Han pasado nueve años desde que un cáncer de esófago acabara de forma temprana con la vida de Christopher Hitchens. El filósofo chileno Rogelio Rodríguez recuerda a este escritor británico que se estableció en Estados Unidos, del que dice que «consideraba que el mayor honor de su vida era haber desempeñado un papel en la lucha contra las religiones organizadas y a favor de la razón y la ciencia».

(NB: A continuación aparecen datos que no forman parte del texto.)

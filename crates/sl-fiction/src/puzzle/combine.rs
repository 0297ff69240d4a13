//! Combining two carried items into a new one.

use sl_core::{ItemId, World};

use crate::error::{CommandError, CommandResult};
use crate::render::item_name;
use crate::state::{Owner, WorldState};

/// The result of asking to combine two items.
#[derive(Debug, Clone, PartialEq, Eq)]
pub enum Combination {
    /// The recipe had one result; it has been made. Carries the message.
    Made(String),
    /// Several results are possible; nothing has changed yet.
    Choose(Vec<ItemId>),
}

/// Combine `first` and `second` from the inventory.
///
/// Ingredient order does not matter. With exactly one candidate the
/// ingredients are consumed and the result produced; with several, the
/// caller must pick one and call [`produce`].
pub fn combine(
    world: &World,
    state: &mut WorldState,
    first: &ItemId,
    second: &ItemId,
) -> CommandResult<Combination> {
    check_ingredients(world, state, first, second)?;
    let results = world.recipes().lookup(first, second);
    match results {
        [] => Err(cannot_combine(world, first, second)),
        [only] => produce(world, state, first, second, &only.item).map(Combination::Made),
        many => Ok(Combination::Choose(
            many.iter().map(|r| r.item.clone()).collect(),
        )),
    }
}

/// Consume both ingredients and put `result` in the inventory.
///
/// Fails without touching `state` if either ingredient is gone, `result`
/// is not something the pair makes, or `result` is already in play.
pub fn produce(
    world: &World,
    state: &mut WorldState,
    first: &ItemId,
    second: &ItemId,
    result: &ItemId,
) -> CommandResult<String> {
    check_ingredients(world, state, first, second)?;
    let Some(recipe) = world
        .recipes()
        .lookup(first, second)
        .iter()
        .find(|r| &r.item == result)
    else {
        return Err(CommandError::InvalidChoice(
            item_name(world, result).to_string(),
        ));
    };
    let made = world
        .item(result)
        .ok_or_else(|| CommandError::BrokenWorld(format!("unknown recipe result \"{result}\"")))?;
    if state.items.owner(result).is_some() {
        return Err(CommandError::AlreadyMade(made.name.clone()));
    }

    state.items.remove(first);
    state.items.remove(second);
    state.items.place(result.clone(), Owner::Inventory);
    tracing::debug!(%first, %second, %result, "combined items");

    let mut message = format!("You create a new item: {}.", made.name);
    if let Some(description) = recipe.description.as_ref().or(made.description.as_ref()) {
        message.push('\n');
        message.push_str(description);
    }
    Ok(message)
}

fn check_ingredients(
    world: &World,
    state: &WorldState,
    first: &ItemId,
    second: &ItemId,
) -> CommandResult<()> {
    if first == second {
        return Err(cannot_combine(world, first, second));
    }
    for item in [first, second] {
        if !state.has_item(item) {
            return Err(CommandError::NotCarrying(item_name(world, item).to_string()));
        }
    }
    Ok(())
}

fn cannot_combine(world: &World, first: &ItemId, second: &ItemId) -> CommandError {
    CommandError::CannotCombine {
        first: item_name(world, first).to_string(),
        second: item_name(world, second).to_string(),
    }
}

#[cfg(test)]
mod tests {
    use super::*;
    use crate::config::SessionConfig;
    use sl_core::{Item, RecipeResult, Scene, SceneId, WorldMeta};

    fn world() -> World {
        let mut world = World::new(WorldMeta::new("Test"));
        world.add_scene(Scene::new(SceneId::new("hall"), "Hall")).unwrap();
        for (id, name) in [
            ("rag", "Rag"),
            ("alcohol", "Alcohol"),
            ("bandage", "Bandage"),
            ("cleaning_cloth", "Cleaning Cloth"),
            ("wire", "Wire"),
            ("pin", "Pin"),
            ("lockpick", "Lockpick"),
        ] {
            world.add_item(Item::new(ItemId::new(id), name)).unwrap();
        }
        let recipes = world.recipes_mut();
        recipes.add(
            &ItemId::new("rag"),
            &ItemId::new("alcohol"),
            RecipeResult {
                item: ItemId::new("bandage"),
                description: Some("Clean enough for a wound.".to_string()),
            },
        );
        recipes.add(
            &ItemId::new("alcohol"),
            &ItemId::new("rag"),
            RecipeResult {
                item: ItemId::new("cleaning_cloth"),
                description: None,
            },
        );
        recipes.add(
            &ItemId::new("wire"),
            &ItemId::new("pin"),
            RecipeResult {
                item: ItemId::new("lockpick"),
                description: None,
            },
        );
        world
    }

    fn carrying(world: &World, items: &[&str]) -> WorldState {
        let config = SessionConfig::default()
            .with_starting_inventory(items.iter().map(|id| ItemId::new(*id)).collect());
        WorldState::new(world, &config).unwrap()
    }

    #[test]
    fn single_result_is_made() {
        let world = world();
        let mut state = carrying(&world, &["wire", "pin"]);
        let made = combine(&world, &mut state, &ItemId::new("pin"), &ItemId::new("wire")).unwrap();
        assert_eq!(made, Combination::Made("You create a new item: Lockpick.".to_string()));
        assert_eq!(state.inventory(), vec![ItemId::new("lockpick")]);
        assert!(state.items.owner(&ItemId::new("wire")).is_none());
    }

    #[test]
    fn several_results_wait_for_a_choice() {
        let world = world();
        let mut state = carrying(&world, &["rag", "alcohol"]);
        let before = state.clone();
        let choice = combine(&world, &mut state, &ItemId::new("rag"), &ItemId::new("alcohol")).unwrap();
        assert_eq!(
            choice,
            Combination::Choose(vec![ItemId::new("bandage"), ItemId::new("cleaning_cloth")])
        );
        assert_eq!(state, before);

        let message = produce(
            &world,
            &mut state,
            &ItemId::new("rag"),
            &ItemId::new("alcohol"),
            &ItemId::new("bandage"),
        )
        .unwrap();
        assert_eq!(
            message,
            "You create a new item: Bandage.\nClean enough for a wound."
        );
        assert_eq!(state.inventory(), vec![ItemId::new("bandage")]);
    }

    #[test]
    fn producing_something_else_is_refused() {
        let world = world();
        let mut state = carrying(&world, &["rag", "alcohol"]);
        let before = state.clone();
        let err = produce(
            &world,
            &mut state,
            &ItemId::new("rag"),
            &ItemId::new("alcohol"),
            &ItemId::new("lockpick"),
        );
        assert_eq!(err, Err(CommandError::InvalidChoice("Lockpick".to_string())));
        assert_eq!(state, before);
    }

    #[test]
    fn missing_ingredient_or_recipe() {
        let world = world();
        let mut state = carrying(&world, &["rag", "wire"]);
        assert_eq!(
            combine(&world, &mut state, &ItemId::new("rag"), &ItemId::new("alcohol")),
            Err(CommandError::NotCarrying("Alcohol".to_string()))
        );
        assert_eq!(
            combine(&world, &mut state, &ItemId::new("rag"), &ItemId::new("wire")),
            Err(CommandError::CannotCombine {
                first: "Rag".to_string(),
                second: "Wire".to_string()
            })
        );
        assert!(matches!(
            combine(&world, &mut state, &ItemId::new("rag"), &ItemId::new("rag")),
            Err(CommandError::CannotCombine { .. })
        ));
    }

    #[test]
    fn results_already_in_play_are_not_made_again() {
        let world = world();
        let mut state = carrying(&world, &["wire", "pin", "lockpick"]);
        let before = state.clone();
        assert_eq!(
            combine(&world, &mut state, &ItemId::new("wire"), &ItemId::new("pin")),
            Err(CommandError::AlreadyMade("Lockpick".to_string()))
        );
        assert_eq!(state, before);
    }
}
use std::fmt;
use std::ops::Range;

use ariadne::{Color, Label, Report, ReportKind, Source};

use crate::source::{Line, SourceMap};

/// Severity level for diagnostics.
#[derive(Debug, Clone, Copy, PartialEq, Eq)]
pub enum Severity {
    /// Makes the world unplayable.
    Error,
    /// Worth fixing, but the world still loads.
    Warning,
}

/// Where in the input a diagnostic points.
#[derive(Debug, Clone, PartialEq, Eq)]
pub struct Origin {
    /// Index into the [`SourceMap`].
    pub file: usize,
    /// Byte range inside that file.
    pub span: Range<usize>,
    /// Human-readable section path, e.g. `Office / Dialogues`.
    pub section: String,
}

impl Origin {
    /// An origin with no useful location, for whole-world checks.
    pub fn world() -> Self {
        Self {
            file: 0,
            span: 0..0,
            section: "world".to_string(),
        }
    }
}

/// A diagnostic message with source location.
#[derive(Debug, Clone, PartialEq, Eq)]
pub struct Diagnostic {
    /// Whether the diagnostic blocks loading.
    pub severity: Severity,
    /// Index into the [`SourceMap`].
    pub file: usize,
    /// Byte range the report underlines.
    pub span: Range<usize>,
    /// The scene and subsection the problem was found in.
    pub section: String,
    /// The report headline.
    pub message: String,
    /// Text attached to the underlined span, if it differs from the message.
    pub label: Option<String>,
}

impl Diagnostic {
    /// An error at `origin`.
    pub fn error(origin: Origin, message: impl Into<String>) -> Self {
        Self {
            severity: Severity::Error,
            file: origin.file,
            span: origin.span,
            section: origin.section,
            message: message.into(),
            label: None,
        }
    }

    /// A warning at `origin`.
    pub fn warning(origin: Origin, message: impl Into<String>) -> Self {
        Self {
            severity: Severity::Warning,
            file: origin.file,
            span: origin.span,
            section: origin.section,
            message: message.into(),
            label: None,
        }
    }

    /// Attach a label to the underlined span.
    pub fn with_label(mut self, label: impl Into<String>) -> Self {
        self.label = Some(label.into());
        self
    }

    /// Whether this diagnostic blocks loading.
    pub fn is_error(&self) -> bool {
        self.severity == Severity::Error
    }
}

impl fmt::Display for Diagnostic {
    fn fmt(&self, f: &mut fmt::Formatter<'_>) -> fmt::Result {
        let prefix = match self.severity {
            Severity::Error => "error",
            Severity::Warning => "warning",
        };
        write!(f, "{prefix}: [{}] {}", self.section, self.message)
    }
}

/// Collects diagnostics for one file while it is being segmented.
#[derive(Debug)]
pub(crate) struct Sink {
    file: usize,
    section: String,
    diagnostics: Vec<Diagnostic>,
}

impl Sink {
    pub(crate) fn new(file: usize) -> Self {
        Self {
            file,
            section: "document".to_string(),
            diagnostics: Vec::new(),
        }
    }

    pub(crate) fn set_section(&mut self, section: impl Into<String>) {
        self.section = section.into();
    }

    pub(crate) fn origin(&self, line: &Line<'_>) -> Origin {
        Origin {
            file: self.file,
            span: line.span(),
            section: self.section.clone(),
        }
    }

    pub(crate) fn error(&mut self, line: &Line<'_>, message: impl Into<String>) {
        let diagnostic = Diagnostic::error(self.origin(line), message);
        self.push(diagnostic);
    }

    pub(crate) fn warning(&mut self, line: &Line<'_>, message: impl Into<String>) {
        let diagnostic = Diagnostic::warning(self.origin(line), message);
        self.push(diagnostic);
    }

    pub(crate) fn push(&mut self, diagnostic: Diagnostic) {
        tracing::debug!(%diagnostic, "parse diagnostic");
        self.diagnostics.push(diagnostic);
    }

    pub(crate) fn finish(self) -> Vec<Diagnostic> {
        self.diagnostics
    }
}

/// Render diagnostics using ariadne for pretty terminal output.
pub fn render_diagnostics(sources: &SourceMap, diagnostics: &[Diagnostic]) -> String {
    let mut output = Vec::new();

    for diag in diagnostics {
        let kind = match diag.severity {
            Severity::Error => ReportKind::Error,
            Severity::Warning => ReportKind::Warning,
        };
        let color = match diag.severity {
            Severity::Error => Color::Red,
            Severity::Warning => Color::Yellow,
        };

        let (filename, text) = match sources.get_file(diag.file) {
            Some(file) => (file.name.as_str(), file.text.as_str()),
            None => ("<world>", ""),
        };
        let span = clamp(&diag.span, text.len());
        let message = format!("{} (in {})", diag.message, diag.section);

        let label_text = diag.label.as_deref().unwrap_or(&diag.message);
        let report = Report::build(kind, (filename, span.clone()))
            .with_message(&message)
            .with_label(
                Label::new((filename, span))
                    .with_message(label_text)
                    .with_color(color),
            );

        report
            .finish()
            .write((filename, Source::from(text)), &mut output)
            .ok();
    }

    String::from_utf8(output).unwrap_or_default()
}

fn clamp(span: &Range<usize>, len: usize) -> Range<usize> {
    let start = span.start.min(len);
    start..span.end.clamp(start, len)
}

Por Rogelio Rodríguez Muñoz, licenciado en Filosofía
Se cumplen nueve años del fallecimiento de Christopher Hitchens (13 de abril de 1949-15 de diciembre de 2011) y seguimos evocando su voz y sus ideas, las que están más vigentes que nunca.
Británico de nacimiento, pero norteamericano por propia decisión, Hitchens representó siempre la agudeza, la vivacidad y la fuerza de la genuina reflexión crítica, la desafiante lucidez del más pleno ejercicio intelectual. Sin pretender forjar un conjunto de dogmas definidos, alejado de los ropajes ideológicos a la moda, hablando solo desde sí mismo sin personificar doctrina alguna, solidario con el dolor y sufrimiento de los perseguidos por credos supuestamente poseedores de «certezas absolutas», apasionado de la vida a la que le exprimió toda su savia mientras pudo, Hitchens arremetió con su pluma erudita, irónica, libertaria, contra reyezuelos de todas layas desnudándolos sin vacilaciones: la monarquía británica, Kissinger, Clinton, la madre Teresa de Calcuta, los islamistas radicales… Y no trepidó en defender al escritor Salman Rushdie, mientras este era condenado a muerte por la barbarie teocrática. Poco después de terminar sus memorias —tituladas Hitch–22—, un cáncer al esófago puso fin a sus días.